Highly offensive pornography is controlled on import and export. This includes publications and any media which depicts child pornography, bestiality, and explicit sexual violence.
There is no limit to the amount of currency you can bring in or out of Australia. However, you must declare amounts of A$10,000 or more in Australian currency or foreign equivalent. You must disclose any promissory notes, travellers’ cheques, personal cheques, money orders, postal orders or other bearer negotiable instruments, regardless of value, if requested by a Customs and Border Protection officer or police officer.
If bringing medicine into Australia you need to check what regulations apply. On entering Australia you need to declare all drugs and medicines including prescription medications, alternative, herbal and traditional medicines, vitamin and mineral preparation formulas to Customs and Border Protection. Some products require a permit or quarantine clearance and/or a letter or prescription from your doctor describing your medication and medical condition.
A fact sheet for arriving travellers is available here.
Further information regarding medicines is available on the Department of Health website.
Tasmania's status as a relatively isolated island state has seen the benefit of being free of many pests and diseases which other countries have to deal with.
In order to stay free of these pests and diseases the Tasmanian Department of Primary Industry, Parks, Water and Environment (DPIPWE) has introduced some of the worlds most stringent quarantine regulations.
Strict controls are in place governing what can be brought into the state from overseas and from the mainland.
Items that are controlled or restricted include fruit and vegetables, seeds and cut flowers.
There are also regulations concerning fishing equipment, wood products, soils, fish and animals.
For a complete guide to what you can and can't bring into Tasmania check out the Travellers' guide to quarantine in Tasmania
Tourist Refund Scheme (tax)
The Australian Government as one of its revenue streams has a goods and services tax (GST), which is a value added tax (VAT), of 10%, that applies to nearly all goods and services purchased in Australia. with the exception of most groceries and health services.

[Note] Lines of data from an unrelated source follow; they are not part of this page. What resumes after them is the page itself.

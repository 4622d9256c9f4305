//! Request and response bodies for the users endpoints, and the mappers
//! between them and the domain.

use chrono::{DateTime, Utc};
use pagination::{DEFAULT_LIMIT, DEFAULT_PAGE, PageRequest};
use serde::{Deserialize, Serialize};
use serde_json::json;
use utoipa::{IntoParams, ToSchema};
use uuid::Uuid;

use crate::domain::{Error, User, UserDraft};

use super::validation::{FieldViolation, Location, validation_error};

/// Body of `POST /users` and `PUT /users/{user_id}`.
#[derive(Debug, Clone, PartialEq, Eq, Serialize, Deserialize, ToSchema)]
pub struct UserRequest {
    /// Display name, 1 to 256 characters.
    #[schema(example = "Ann", min_length = 1, max_length = 256)]
    pub name: String,
    /// Contact address, at most 256 characters.
    #[schema(example = "ann@x.com", max_length = 256)]
    pub email: String,
}

impl TryFrom<UserRequest> for UserDraft {
    type Error = Error;

    fn try_from(value: UserRequest) -> Result<Self, Self::Error> {
        Self::new(&value.name, &value.email).map_err(|problems| {
            let violations: Vec<_> = problems
                .iter()
                .map(|problem| FieldViolation::from_user(Location::Body, problem))
                .collect();
            validation_error(
                json!({ "name": value.name, "email": value.email }),
                &violations,
            )
        })
    }
}

/// A user as returned by every users endpoint.
#[derive(Debug, Clone, PartialEq, Eq, Serialize, Deserialize, ToSchema)]
pub struct UserResponse {
    /// Identifier assigned on creation.
    #[schema(example = "7f1e5a9c-3b52-4c3e-9d7a-2f0b6c1d8e44")]
    pub id: Uuid,
    /// Display name.
    #[schema(example = "Ann")]
    pub name: String,
    /// Contact address.
    #[schema(example = "ann@x.com")]
    pub email: String,
    /// Creation time (RFC 3339).
    #[schema(example = "2024-05-01T09:30:00.123456Z")]
    pub created_at: DateTime<Utc>,
    /// Time of the latest update (RFC 3339); `null` until the first update.
    #[schema(example = json!(null))]
    pub updated_at: Option<DateTime<Utc>>,
}

impl From<User> for UserResponse {
    fn from(value: User) -> Self {
        Self {
            id: *value.id.as_uuid(),
            name: value.name,
            email: value.email,
            created_at: value.created_at,
            updated_at: value.updated_at,
        }
    }
}

/// Query string of `GET /users`.
#[derive(Debug, Clone, Copy, Default, Deserialize, IntoParams)]
#[into_params(parameter_in = Query)]
pub struct ListUsersQuery {
    /// 1-based page number; defaults to 1.
    #[param(minimum = 1, example = 1)]
    pub page: Option<u32>,
    /// Page size between 1 and 10; defaults to 1.
    #[param(minimum = 1, maximum = 10, example = 1)]
    pub limit: Option<u32>,
}

impl ListUsersQuery {
    /// Validate the window, filling in defaults.
    ///
    /// # Errors
    ///
    /// Returns a validation error naming `page` or `limit` when out of range.
    pub fn page_request(self) -> Result<PageRequest, Error> {
        let page = self.page.unwrap_or(DEFAULT_PAGE);
        let limit = self.limit.unwrap_or(DEFAULT_LIMIT);
        PageRequest::new(page, limit).map_err(|problem| {
            validation_error(
                json!({ "page": page, "limit": limit }),
                &[FieldViolation::new(
                    Location::Query,
                    problem.field(),
                    problem.to_string(),
                )],
            )
        })
    }
}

The Tourist Refund Scheme (TRS) lets you claim a refund of the (GST) and wine equalisation tax (WET), subject to certain conditions, that you pay on goods you buy in Australia.
To claim a refund you must :
Have spent $AU300 (GST inclusive) or more in the one store with all items on a single tax invoice.

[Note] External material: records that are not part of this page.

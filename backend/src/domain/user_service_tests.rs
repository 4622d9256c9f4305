//! Tests for user service error translation.

use super::*;
use crate::domain::ErrorCode;
use crate::domain::ports::MockUserRepository;
use chrono::Utc;
use mockall::predicate::eq;
use rstest::{fixture, rstest};

#[fixture]
fn draft() -> UserDraft {
    UserDraft::new("Ann", "ann@x.com").expect("valid draft")
}

#[fixture]
fn user_id() -> UserId {
    UserId::parse("7f1e5a9c-3b52-4c3e-9d7a-2f0b6c1d8e44").expect("valid id")
}

fn stored_user(id: UserId) -> User {
    User {
        id,
        name: "Ann".to_owned(),
        email: "ann@x.com".to_owned(),
        created_at: Utc::now(),
        updated_at: None,
    }
}

fn service(repo: MockUserRepository) -> UserService<MockUserRepository> {
    UserService::new(Arc::new(repo))
}

#[rstest]
#[tokio::test]
async fn register_returns_repository_user(draft: UserDraft, user_id: UserId) {
    let mut repo = MockUserRepository::new();
    repo.expect_create()
        .withf(|draft| draft.name() == "Ann")
        .times(1)
        .return_once(move |_| Ok(stored_user(user_id)));

    let user = service(repo).register(&draft).await.expect("registered");

    assert_eq!(user.id, user_id);
}

#[rstest]
#[tokio::test]
async fn register_failure_carries_draft_and_cause(draft: UserDraft) {
    let mut repo = MockUserRepository::new();
    repo.expect_create()
        .times(1)
        .return_once(|_| Err(UserPersistenceError::query("duplicate key")));

    let err = service(repo).register(&draft).await.expect_err("failure");

    assert_eq!(err.code(), ErrorCode::DependencyFailure);
    assert_eq!(err.message(), "An error occurred when creating a user");
    assert!(!err.is_operational());
    let details = err.details().expect("details");
    assert_eq!(details.context, json!({"name": "Ann", "email": "ann@x.com"}));
    assert_eq!(
        details.cause,
        json!("user repository query failed: duplicate key")
    );
}

#[rstest]
#[tokio::test]
async fn retrieve_and_count_passes_tuple_through(user_id: UserId) {
    let request = PageRequest::new(2, 1).expect("valid window");
    let mut repo = MockUserRepository::new();
    repo.expect_read_and_count()
        .with(eq(request))
        .times(1)
        .return_once(move |_| Ok((vec![stored_user(user_id)], 3)));

    let (users, total) = service(repo)
        .retrieve_and_count(request)
        .await
        .expect("listed");

    assert_eq!(users.len(), 1);
    assert_eq!(total, 3);
}

#[rstest]
#[tokio::test]
async fn retrieve_and_count_failure_records_window() {
    let request = PageRequest::new(2, 5).expect("valid window");
    let mut repo = MockUserRepository::new();
    repo.expect_read_and_count()
        .times(1)
        .return_once(|_| Err(UserPersistenceError::connection("pool timed out")));

    let err = service(repo)
        .retrieve_and_count(request)
        .await
        .expect_err("failure");

    assert_eq!(err.code(), ErrorCode::DependencyFailure);
    assert_eq!(
        err.details().map(|details| &details.context),
        Some(&json!({"page": 2, "limit": 5}))
    );
}

#[rstest]
#[tokio::test]
async fn retrieve_missing_user_is_not_found(user_id: UserId) {
    let mut repo = MockUserRepository::new();
    repo.expect_read()
        .with(eq(user_id))
        .times(1)
        .return_once(|_| Ok(None));

    let err = service(repo).retrieve(&user_id).await.expect_err("missing");

    assert_eq!(err.code(), ErrorCode::NotFound);
    assert_eq!(err.message(), "User could not be read");
    let details = err.details().expect("details");
    assert_eq!(details.context, json!(user_id.to_string()));
    assert_eq!(details.cause, Value::Null);
}

#[rstest]
#[case::missing(Ok(None), ErrorCode::NotFound, "User could not be updated")]
#[case::failing(
    Err(UserPersistenceError::query("relation \"users\" does not exist")),
    ErrorCode::DependencyFailure,
    "An error occurred when updating a user"
)]
#[tokio::test]
async fn replace_translates_repository_outcomes(
    draft: UserDraft,
    user_id: UserId,
    #[case] outcome: Result<Option<User>, UserPersistenceError>,
    #[case] code: ErrorCode,
    #[case] message: &str,
) {
    let mut repo = MockUserRepository::new();
    repo.expect_update().times(1).return_once(move |_, _| outcome);

    let err = service(repo)
        .replace(&user_id, &draft)
        .await
        .expect_err("failure");

    assert_eq!(err.code(), code);
    assert_eq!(err.message(), message);
    assert_eq!(
        err.details().map(|details| &details.context),
        Some(&json!({
            "user_id": user_id.to_string(),
            "user": {"name": "Ann", "email": "ann@x.com"},
        }))
    );
}

#[rstest]
#[tokio::test]
async fn remove_returns_deleted_user(user_id: UserId) {
    let mut repo = MockUserRepository::new();
    repo.expect_delete()
        .with(eq(user_id))
        .times(1)
        .return_once(move |_| Ok(Some(stored_user(user_id))));

    let user = service(repo).remove(&user_id).await.expect("removed");

    assert_eq!(user.id, user_id);
}

#[rstest]
#[tokio::test]
async fn remove_missing_user_is_not_found(user_id: UserId) {
    let mut repo = MockUserRepository::new();
    repo.expect_delete().times(1).return_once(|_| Ok(None));

    let err = service(repo).remove(&user_id).await.expect_err("missing");

    assert_eq!(err.code(), ErrorCode::NotFound);
    assert_eq!(err.message(), "User could not be removed");
}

Have bought the goods no more than 30 days before your departure.
Carry or wear the goods on board the aircraft or ship and present them along with your original tax invoice, international boarding pass and passport to a Customs Officer at a TRS facility.
Claims at seaports should be made no earlier than 4 hours and no later than 1 hour prior to the scheduled departure time of the vessel.
Claims at airports are available up to 30 minutes prior to the scheduled departure of your flight.